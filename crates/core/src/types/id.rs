//! Newtype IDs for type-safe entity references.
//!
//! Use the `define_id!` macro to create type-safe ID wrappers that prevent
//! accidentally mixing IDs from different entity types. The backing store is
//! a `String` because every identifier in the remote API is an opaque string.

use chrono::{DateTime, Utc};
use serde::{Deserialize, Serialize};

/// Macro to define a type-safe ID wrapper.
///
/// Creates a newtype wrapper around `String` with:
/// - `Serialize`/`Deserialize` with `#[serde(transparent)]`
/// - `Debug`, `Clone`, `PartialEq`, `Eq`, `Hash`
/// - Conversion methods: `new()`, `as_str()`, `into_inner()`
/// - `From<String>`, `From<&str>`, and `Into<String>` implementations
///
/// # Example
///
/// ```rust
/// # use bluefruit_core::define_id;
/// define_id!(ProductId);
/// define_id!(CustomerId);
///
/// let product_id = ProductId::new("P1");
/// let customer_id = CustomerId::new("C1");
///
/// // These are different types, so this won't compile:
/// // let _: ProductId = customer_id;
/// ```
#[macro_export]
macro_rules! define_id {
    ($name:ident) => {
        #[derive(
            Debug,
            Clone,
            PartialEq,
            Eq,
            Hash,
            PartialOrd,
            Ord,
            ::serde::Serialize,
            ::serde::Deserialize
        )]
        #[serde(transparent)]
        pub struct $name(String);

        impl $name {
            /// Create a new ID from any string-like value.
            #[must_use]
            pub fn new(id: impl Into<String>) -> Self {
                Self(id.into())
            }

            /// Get the underlying string value.
            #[must_use]
            pub fn as_str(&self) -> &str {
                &self.0
            }

            /// Consume the ID and return its inner string.
            #[must_use]
            pub fn into_inner(self) -> String {
                self.0
            }
        }

        impl ::core::fmt::Display for $name {
            fn fmt(&self, f: &mut ::core::fmt::Formatter<'_>) -> ::core::fmt::Result {
                write!(f, "{}", self.0)
            }
        }

        impl From<String> for $name {
            fn from(id: String) -> Self {
                Self(id)
            }
        }

        impl From<&str> for $name {
            fn from(id: &str) -> Self {
                Self(id.to_owned())
            }
        }

        impl From<$name> for String {
            fn from(id: $name) -> Self {
                id.0
            }
        }
    };
}

// Define standard entity IDs
define_id!(ProductId);
define_id!(CustomerId);
define_id!(ServerOrderId);

/// A client-minted order number, stable across retries of one checkout
/// attempt.
///
/// Minted as `ORD-<epoch millis>` at the moment a cart is handed to
/// checkout. The number is never regenerated on retry, so the server can
/// deduplicate resubmissions of the same logical order.
#[derive(Debug, Clone, PartialEq, Eq, Hash, Serialize, Deserialize)]
#[serde(transparent)]
pub struct OrderNumber(String);

impl OrderNumber {
    /// Mint a new order number from the current wall clock.
    #[must_use]
    pub fn mint() -> Self {
        Self::mint_at(Utc::now())
    }

    /// Mint an order number from an explicit timestamp.
    #[must_use]
    pub fn mint_at(at: DateTime<Utc>) -> Self {
        Self(format!("ORD-{}", at.timestamp_millis()))
    }

    /// Get the order number as a string slice.
    #[must_use]
    pub fn as_str(&self) -> &str {
        &self.0
    }
}

impl std::fmt::Display for OrderNumber {
    fn fmt(&self, f: &mut std::fmt::Formatter<'_>) -> std::fmt::Result {
        write!(f, "{}", self.0)
    }
}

────────────────────

→ What you have to do
Print the material once more. Change nothing.

→ Problem solution
filename crates/core/src/types/id.rs
//! Newtype IDs for type-safe entity references.
//!
//! Use the `define_id!` macro to create type-safe ID wrappers that prevent
//! accidentally mixing IDs from different entity types. The backing store is
//! a `String` because every identifier in the remote API is an opaque string.

use chrono::{DateTime, Utc};
use serde::{Deserialize, Serialize};

/// Macro to define a type-safe ID wrapper.
///
/// Creates a newtype wrapper around `String` with:
/// - `Serialize`/`Deserialize` with `#[serde(transparent)]`
/// - `Debug`, `Clone`, `PartialEq`, `Eq`, `Hash`
/// - Conversion methods: `new()`, `as_str()`, `into_inner()`
/// - `From<String>`, `From<&str>`, and `Into<String>` implementations
///
/// # Example
///
/// ```rust
/// # use bluefruit_core::define_id;
/// define_id!(ProductId);
/// define_id!(CustomerId);
///
/// let product_id = ProductId::new("P1");
/// let customer_id = CustomerId::new("C1");
///
/// // These are different types, so this won't compile:
/// // let _: ProductId = customer_id;
/// ```
#[macro_export]
macro_rules! define_id {
    ($name:ident) => {
        #[derive(
            Debug,
            Clone,
            PartialEq,
            Eq,
            Hash,
            PartialOrd,
            Ord,
            ::serde::Serialize,
            ::serde::Deserialize
        )]
        #[serde(transparent)]
        pub struct $name(String);

        impl $name {
            /// Create a new ID from any string-like value.
            #[must_use]
            pub fn new(id: impl Into<String>) -> Self {
                Self(id.into())
            }

            /// Get the underlying string value.
            #[must_use]
            pub fn as_str(&self) -> &str {
                &self.0
            }

            /// Consume the ID and return its inner string.
            #[must_use]
            pub fn into_inner(self) -> String {
                self.0
            }
        }

        impl ::core::fmt::Display for $name {
            fn fmt(&self, f: &mut ::core::fmt::Formatter<'_>) -> ::core::fmt::Result {
                write!(f, "{}", self.0)
            }
        }

        impl From<String> for $name {
            fn from(id: String) -> Self {
                Self(id)
            }
        }

        impl From<&str> for $name {
            fn from(id: &str) -> Self {
                Self(id.to_owned())
            }
        }

        impl From<$name> for String {
            fn from(id: $name) -> Self {
                id.0
            }
        }
    };
}

// Define standard entity IDs
define_id!(ProductId);
define_id!(CustomerId);
define_id!(ServerOrderId);

/// A client-minted order number, stable across retries of one checkout
/// attempt.
///
/// Minted as `ORD-<epoch millis>` at the moment a cart is handed to
/// checkout. The number is never regenerated on retry, so the server can
/// deduplicate resubmissions of the same logical order.
#[derive(Debug, Clone, PartialEq, Eq, Hash, Serialize, Deserialize)]
#[serde(transparent)]
pub struct OrderNumber(String);

impl OrderNumber {
    /// Mint a new order number from the current wall clock.
    #[must_use]
    pub fn mint() -> Self {
        Self::mint_at(Utc::now())
    }

    /// Mint an order number from an explicit timestamp.
    #[must_use]
    pub fn mint_at(at: DateTime<Utc>) -> Self {
        Self(format!("ORD-{}", at.timestamp_millis()))
    }

    /// Get the order number as a string slice.
    #[must_use]
    pub fn as_str(&self) -> &str {
        &self.0
    }
}

impl std::fmt::Display for OrderNumber {
    fn fmt(&self, f: &mut std::fmt::Formatter<'_>) -> std::fmt::Result {
        write!(f, "{}", self.0)
    }
}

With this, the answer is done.